Second case presentation:

A previously healthy 34-year-old, non-smoker, Asian man was admitted to hospital with sudden onset right hemiparesis along with Broca’s aphasia (Table 1). Twelve days prior, he had developed symptoms of anosmia, malaise and cough. His oropharyngeal swab for COVID-19 by qualitative RT-PCR was positive. At his arrival his brain CT-scan showed hypodensity within Left ACA and MCA territory (fig 2.a), and there was no time for clot retrieval treatment. His Magnetic Resonance Imaging of brain demonstrated a true diffusion restriction within ACA and MCA territory (fig 2.b, c).

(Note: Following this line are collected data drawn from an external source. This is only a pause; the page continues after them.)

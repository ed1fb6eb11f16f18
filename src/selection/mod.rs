//! Selection-reason model
//!
//! Records why a component version won selection. A component's reason can
//! accumulate several causes while the resolver adjudicates; the last one
//! added is the primary cause shown to users.
//!
//! # Usage
//!
//! ```
//! use selection_ledger::selection::{SelectionCause, SelectionReason};
//!
//! let mut reason = SelectionReason::requested();
//! reason.add_cause(SelectionCause::Forced, "forced to 1.2");
//! assert!(reason.is_forced());
//! assert!(!reason.is_expected());
//! assert_eq!(reason.primary_text(), "forced to 1.2");
//! ```

mod cause;
mod description;
mod errors;
mod reason;

pub use cause::SelectionCause;
pub use description::SelectionDescription;
pub use errors::{SelectionError, SelectionResult};
pub use reason::SelectionReason;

He was commenced on dual antiplatelet therapy, with Aspirin 100 mg daily and Clopidogrel 75 mg daily and Atorvastatin 80 mg daily. He then underwent carotid Doppler ultrasonography that showed an acute left ICA complete occlusion due to an intraluminal thrombosis of 5.9x9.8-millimeter diameter (fig 2.d). His trans-thoracic and transesophageal echocardiography were unremarkable. He was then commenced on anti-thrombotic regime with Heparin infusion adjusted to 6-hourly PTT monitoring. This was however changed to Rivaroxaban 20mg daily. An acute rise in his serum creatinine level from 0.9 mg/dL to 4.6 mg/dL was detected on day 8th. Although his acute kidney injury (AKI) suggested to be secondary to an ATN due to Glomerulonephritis after renal consultation, kidney biopsy was not performed due to ongoing anticoagulation therapy to prove this. He received 1-gram intravenous methylprednisolone daily for 3 days. Kidney function subsequently improved. His Serum creatinine was 1.3 mg/dl at time of discharge. Kidney injury secondary to thromboembolic events, is one of the major complications of COVID-19 and is considered as a mortality factor. The possibility of sequential thromboembolic events in the absence of other known risk factors except for COVID infection urged us to run an extensive thrombophilia screen. Homocysteine level was found to be 62µmol/L. Therefore, MTHFR activity was examined by genetic testing and reveled a homozygous mutant for the MTHFR C677T polymorphism. Treatment continued with Rivaroxaban 20mg daily and atorvastatin 80mg daily, patient was discharged and lost to follow up.